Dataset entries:
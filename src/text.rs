use crate::image_store::ImageStore;
use ab_glyph::{point, Font, FontArc, GlyphId, PxScale, ScaleFont};
use egui::{pos2, vec2, Pos2, Rect, Vec2};
use image::Rgba;
use std::fmt;
use std::str::FromStr;
use std::sync::OnceLock;

/// The fixed set of families a text layer may use.
///
/// Glyphs come from the faces bundled with egui: every family renders with
/// the proportional face except Courier New, which uses the monospace one.
#[derive(Clone, Copy, PartialEq, Eq, Hash, Debug, Default)]
pub enum FontFamily {
    #[default]
    Arial,
    Verdana,
    Georgia,
    TimesNewRoman,
    CourierNew,
    Impact,
    ComicSansMs,
}

impl FontFamily {
    pub const ALL: [FontFamily; 7] = [
        FontFamily::Arial,
        FontFamily::Verdana,
        FontFamily::Georgia,
        FontFamily::TimesNewRoman,
        FontFamily::CourierNew,
        FontFamily::Impact,
        FontFamily::ComicSansMs,
    ];

    pub fn name(self) -> &'static str {
        match self {
            FontFamily::Arial => "Arial",
            FontFamily::Verdana => "Verdana",
            FontFamily::Georgia => "Georgia",
            FontFamily::TimesNewRoman => "Times New Roman",
            FontFamily::CourierNew => "Courier New",
            FontFamily::Impact => "Impact",
            FontFamily::ComicSansMs => "Comic Sans MS",
        }
    }

    fn face(self) -> Option<&'static FontArc> {
        static PROPORTIONAL: OnceLock<Option<FontArc>> = OnceLock::new();
        static MONOSPACE: OnceLock<Option<FontArc>> = OnceLock::new();
        match self {
            FontFamily::CourierNew => MONOSPACE.get_or_init(|| load_bundled("Hack")).as_ref(),
            _ => PROPORTIONAL
                .get_or_init(|| load_bundled("Ubuntu-Light"))
                .as_ref(),
        }
    }
}

impl fmt::Display for FontFamily {
    fn fmt(&self, f: &mut fmt::Formatter<'_>) -> fmt::Result {
        f.write_str(self.name())
    }
}

impl FromStr for FontFamily {
    type Err = String;

    fn from_str(s: &str) -> Result<Self, Self::Err> {
        FontFamily::ALL
            .into_iter()
            .find(|f| f.name().eq_ignore_ascii_case(s.trim()))
            .ok_or_else(|| format!("unknown font family: {}", s))
    }
}

fn load_bundled(name: &str) -> Option<FontArc> {
    let definitions = egui::FontDefinitions::default();
    let data = definitions.font_data.get(name)?;
    match FontArc::try_from_vec(data.font.to_vec()) {
        Ok(font) => Some(font),
        Err(e) => {
            log::warn!("Failed to load bundled font {}: {}", name, e);
            None
        }
    }
}

/// Glyph scale for a CSS-style font size (the em square in px).
fn px_scale(font: &FontArc, font_size: f32) -> PxScale {
    let units_per_em = font.units_per_em().unwrap_or(1000.0);
    PxScale::from(font_size * font.height_unscaled() / units_per_em)
}

/// Lays out one line from x = 0, returning glyph ids with their pen x.
fn layout_line(font: &FontArc, scale: PxScale, line: &str) -> (Vec<(GlyphId, f32)>, f32) {
    let scaled = font.as_scaled(scale);
    let mut glyphs = Vec::new();
    let mut cursor_x = 0.0f32;
    let mut last: Option<GlyphId> = None;
    for ch in line.chars() {
        let id = font.glyph_id(ch);
        if let Some(prev) = last {
            cursor_x += scaled.kern(prev, id);
        }
        glyphs.push((id, cursor_x));
        cursor_x += scaled.h_advance(id);
        last = Some(id);
    }
    (glyphs, cursor_x)
}

/// Size of the text box: widest line by `lines * font_size`, matching the
/// top-anchored, size-advanced line layout used when drawing.
pub fn measure(content: &str, font_size: f32, family: FontFamily) -> Vec2 {
    let lines = content.split('\n').count() as f32;
    let width = match family.face() {
        Some(font) => {
            let scale = px_scale(font, font_size);
            content
                .split('\n')
                .map(|line| layout_line(font, scale, line).1)
                .fold(0.0, f32::max)
        }
        None => 0.0,
    };
    vec2(width, lines * font_size)
}

/// Walks every outlined glyph of `content` laid out with its top-left at
/// `origin`; each line starts `font_size` below the previous one.
fn for_each_glyph(
    content: &str,
    origin: Pos2,
    font_size: f32,
    family: FontFamily,
    mut f: impl FnMut(ab_glyph::OutlinedGlyph),
) {
    let Some(font) = family.face() else {
        log::warn!("No face available for {}, text skipped", family);
        return;
    };
    if font_size <= 0.0 {
        return;
    }
    let scale = px_scale(font, font_size);
    let ascent = font.as_scaled(scale).ascent();
    for (i, line) in content.split('\n').enumerate() {
        let baseline = origin.y + i as f32 * font_size + ascent;
        let (glyphs, _) = layout_line(font, scale, line);
        for (id, x) in glyphs {
            let glyph = id.with_scale_and_position(scale, point(origin.x + x, baseline));
            if let Some(outlined) = font.outline_glyph(glyph) {
                f(outlined);
            }
        }
    }
}

/// Union of the pixel bounds of every rendered glyph, if anything renders.
pub fn glyph_bounds(
    content: &str,
    origin: Pos2,
    font_size: f32,
    family: FontFamily,
) -> Option<Rect> {
    let mut bounds: Option<Rect> = None;
    for_each_glyph(content, origin, font_size, family, |outlined| {
        let b = outlined.px_bounds();
        let r = Rect::from_min_max(pos2(b.min.x, b.min.y), pos2(b.max.x, b.max.y));
        bounds = Some(match bounds {
            Some(acc) => acc.union(r),
            None => r,
        });
    });
    bounds
}

/// Rasterizes `content` onto `canvas`, blending `color` by glyph coverage.
pub fn draw_text(
    canvas: &mut ImageStore,
    content: &str,
    origin: Pos2,
    font_size: f32,
    family: FontFamily,
    color: Rgba<u8>,
) {
    for_each_glyph(content, origin, font_size, family, |outlined| {
        let b = outlined.px_bounds();
        let (x0, y0) = (b.min.x as i64, b.min.y as i64);
        outlined.draw(|px, py, coverage| {
            if coverage > 0.0 {
                canvas.blend_pixel(x0 + px as i64, y0 + py as i64, color, coverage);
            }
        });
    });
}

#[cfg(test)]
mod tests {
    use super::*;

    #[test]
    fn family_names_round_trip() {
        for family in FontFamily::ALL {
            assert_eq!(family.name().parse::<FontFamily>().unwrap(), family);
        }
        assert!("Wingdings".parse::<FontFamily>().is_err());
    }

    #[test]
    fn measure_grows_with_lines_and_size() {
        let one = measure("Hello", 20.0, FontFamily::Arial);
        let two = measure("Hello\nHello", 20.0, FontFamily::Arial);
        let big = measure("Hello", 40.0, FontFamily::Arial);
        assert!(one.x > 0.0);
        assert_eq!(one.y, 20.0);
        assert_eq!(two.y, 40.0);
        assert!((two.x - one.x).abs() < 1e-3);
        assert!(big.x > one.x * 1.9);
    }

    #[test]
    fn drawing_touches_only_glyph_bounds() {
        let mut canvas = ImageStore::new(120, 60);
        let origin = pos2(10.0, 10.0);
        let black = Rgba([0, 0, 0, 255]);
        draw_text(&mut canvas, "Hi\nyo", origin, 16.0, FontFamily::CourierNew, black);
        let bounds = glyph_bounds("Hi\nyo", origin, 16.0, FontFamily::CourierNew).unwrap();
        let mut changed = 0;
        for (x, y, p) in canvas.get_buffer().enumerate_pixels() {
            if *p != Rgba([255, 255, 255, 255]) {
                changed += 1;
                assert!(bounds.expand(1.0).contains(pos2(x as f32, y as f32)));
            }
        }
        assert!(changed > 0);
        assert!(bounds.min.y >= origin.y - 1.0);
    }
}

-- Task item --
Could I ask you to return the records exactly and in full?

-- Solution --
filename src/text.rs
use crate::image_store::ImageStore;
use ab_glyph::{point, Font, FontArc, GlyphId, PxScale, ScaleFont};
use egui::{pos2, vec2, Pos2, Rect, Vec2};
use image::Rgba;
use std::fmt;
use std::str::FromStr;
use std::sync::OnceLock;

/// The fixed set of families a text layer may use.
///
/// Glyphs come from the faces bundled with egui: every family renders with
/// the proportional face except Courier New, which uses the monospace one.
#[derive(Clone, Copy, PartialEq, Eq, Hash, Debug, Default)]
pub enum FontFamily {
    #[default]
    Arial,
    Verdana,
    Georgia,
    TimesNewRoman,
    CourierNew,
    Impact,
    ComicSansMs,
}

impl FontFamily {
    pub const ALL: [FontFamily; 7] = [
        FontFamily::Arial,
        FontFamily::Verdana,
        FontFamily::Georgia,
        FontFamily::TimesNewRoman,
        FontFamily::CourierNew,
        FontFamily::Impact,
        FontFamily::ComicSansMs,
    ];

    pub fn name(self) -> &'static str {
        match self {
            FontFamily::Arial => "Arial",
            FontFamily::Verdana => "Verdana",
            FontFamily::Georgia => "Georgia",
            FontFamily::TimesNewRoman => "Times New Roman",
            FontFamily::CourierNew => "Courier New",
            FontFamily::Impact => "Impact",
            FontFamily::ComicSansMs => "Comic Sans MS",
        }
    }

    fn face(self) -> Option<&'static FontArc> {
        static PROPORTIONAL: OnceLock<Option<FontArc>> = OnceLock::new();
        static MONOSPACE: OnceLock<Option<FontArc>> = OnceLock::new();
        match self {
            FontFamily::CourierNew => MONOSPACE.get_or_init(|| load_bundled("Hack")).as_ref(),
            _ => PROPORTIONAL
                .get_or_init(|| load_bundled("Ubuntu-Light"))
                .as_ref(),
        }
    }
}

impl fmt::Display for FontFamily {
    fn fmt(&self, f: &mut fmt::Formatter<'_>) -> fmt::Result {
        f.write_str(self.name())
    }
}

impl FromStr for FontFamily {
    type Err = String;

    fn from_str(s: &str) -> Result<Self, Self::Err> {
        FontFamily::ALL
            .into_iter()
            .find(|f| f.name().eq_ignore_ascii_case(s.trim()))
            .ok_or_else(|| format!("unknown font family: {}", s))
    }
}

fn load_bundled(name: &str) -> Option<FontArc> {
    let definitions = egui::FontDefinitions::default();
    let data = definitions.font_data.get(name)?;
    match FontArc::try_from_vec(data.font.to_vec()) {
        Ok(font) => Some(font),
        Err(e) => {
            log::warn!("Failed to load bundled font {}: {}", name, e);
            None
        }
    }
}

/// Glyph scale for a CSS-style font size (the em square in px).
fn px_scale(font: &FontArc, font_size: f32) -> PxScale {
    let units_per_em = font.units_per_em().unwrap_or(1000.0);
    PxScale::from(font_size * font.height_unscaled() / units_per_em)
}

/// Lays out one line from x = 0, returning glyph ids with their pen x.
fn layout_line(font: &FontArc, scale: PxScale, line: &str) -> (Vec<(GlyphId, f32)>, f32) {
    let scaled = font.as_scaled(scale);
    let mut glyphs = Vec::new();
    let mut cursor_x = 0.0f32;
    let mut last: Option<GlyphId> = None;
    for ch in line.chars() {
        let id = font.glyph_id(ch);
        if let Some(prev) = last {
            cursor_x += scaled.kern(prev, id);
        }
        glyphs.push((id, cursor_x));
        cursor_x += scaled.h_advance(id);
        last = Some(id);
    }
    (glyphs, cursor_x)
}

/// Size of the text box: widest line by `lines * font_size`, matching the
/// top-anchored, size-advanced line layout used when drawing.
pub fn measure(content: &str, font_size: f32, family: FontFamily) -> Vec2 {
    let lines = content.split('\n').count() as f32;
    let width = match family.face() {
        Some(font) => {
            let scale = px_scale(font, font_size);
            content
                .split('\n')
                .map(|line| layout_line(font, scale, line).1)
                .fold(0.0, f32::max)
        }
        None => 0.0,
    };
    vec2(width, lines * font_size)
}

/// Walks every outlined glyph of `content` laid out with its top-left at
/// `origin`; each line starts `font_size` below the previous one.
fn for_each_glyph(
    content: &str,
    origin: Pos2,
    font_size: f32,
    family: FontFamily,
    mut f: impl FnMut(ab_glyph::OutlinedGlyph),
) {
    let Some(font) = family.face() else {
        log::warn!("No face available for {}, text skipped", family);
        return;
    };
    if font_size <= 0.0 {
        return;
    }
    let scale = px_scale(font, font_size);
    let ascent = font.as_scaled(scale).ascent();
    for (i, line) in content.split('\n').enumerate() {
        let baseline = origin.y + i as f32 * font_size + ascent;
        let (glyphs, _) = layout_line(font, scale, line);
        for (id, x) in glyphs {
            let glyph = id.with_scale_and_position(scale, point(origin.x + x, baseline));
            if let Some(outlined) = font.outline_glyph(glyph) {
                f(outlined);
            }
        }
    }
}

/// Union of the pixel bounds of every rendered glyph, if anything renders.
pub fn glyph_bounds(
    content: &str,
    origin: Pos2,
    font_size: f32,
    family: FontFamily,
) -> Option<Rect> {
    let mut bounds: Option<Rect> = None;
    for_each_glyph(content, origin, font_size, family, |outlined| {
        let b = outlined.px_bounds();
        let r = Rect::from_min_max(pos2(b.min.x, b.min.y), pos2(b.max.x, b.max.y));
        bounds = Some(match bounds {
            Some(acc) => acc.union(r),
            None => r,
        });
    });
    bounds
}

/// Rasterizes `content` onto `canvas`, blending `color` by glyph coverage.
pub fn draw_text(
    canvas: &mut ImageStore,
    content: &str,
    origin: Pos2,
    font_size: f32,
    family: FontFamily,
    color: Rgba<u8>,
) {
    for_each_glyph(content, origin, font_size, family, |outlined| {
        let b = outlined.px_bounds();
        let (x0, y0) = (b.min.x as i64, b.min.y as i64);
        outlined.draw(|px, py, coverage| {
            if coverage > 0.0 {
                canvas.blend_pixel(x0 + px as i64, y0 + py as i64, color, coverage);
            }
        });
    });
}

#[cfg(test)]
mod tests {
    use super::*;

    #[test]
    fn family_names_round_trip() {
        for family in FontFamily::ALL {
            assert_eq!(family.name().parse::<FontFamily>().unwrap(), family);
        }
        assert!("Wingdings".parse::<FontFamily>().is_err());
    }

    #[test]
    fn measure_grows_with_lines_and_size() {
        let one = measure("Hello", 20.0, FontFamily::Arial);
        let two = measure("Hello\nHello", 20.0, FontFamily::Arial);
        let big = measure("Hello", 40.0, FontFamily::Arial);
        assert!(one.x > 0.0);
        assert_eq!(one.y, 20.0);
        assert_eq!(two.y, 40.0);
        assert!((two.x - one.x).abs() < 1e-3);
        assert!(big.x > one.x * 1.9);
    }

    #[test]
    fn drawing_touches_only_glyph_bounds() {
        let mut canvas = ImageStore::new(120, 60);
        let origin = pos2(10.0, 10.0);
        let black = Rgba([0, 0, 0, 255]);
        draw_text(&mut canvas, "Hi\nyo", origin, 16.0, FontFamily::CourierNew, black);
        let bounds = glyph_bounds("Hi\nyo", origin, 16.0, FontFamily::CourierNew).unwrap();
        let mut changed = 0;
        for (x, y, p) in canvas.get_buffer().enumerate_pixels() {
            if *p != Rgba([255, 255, 255, 255]) {
                changed += 1;
                assert!(bounds.expand(1.0).contains(pos2(x as f32, y as f32)));
            }
        }
        assert!(changed > 0);
        assert!(bounds.min.y >= origin.y - 1.0);
    }
}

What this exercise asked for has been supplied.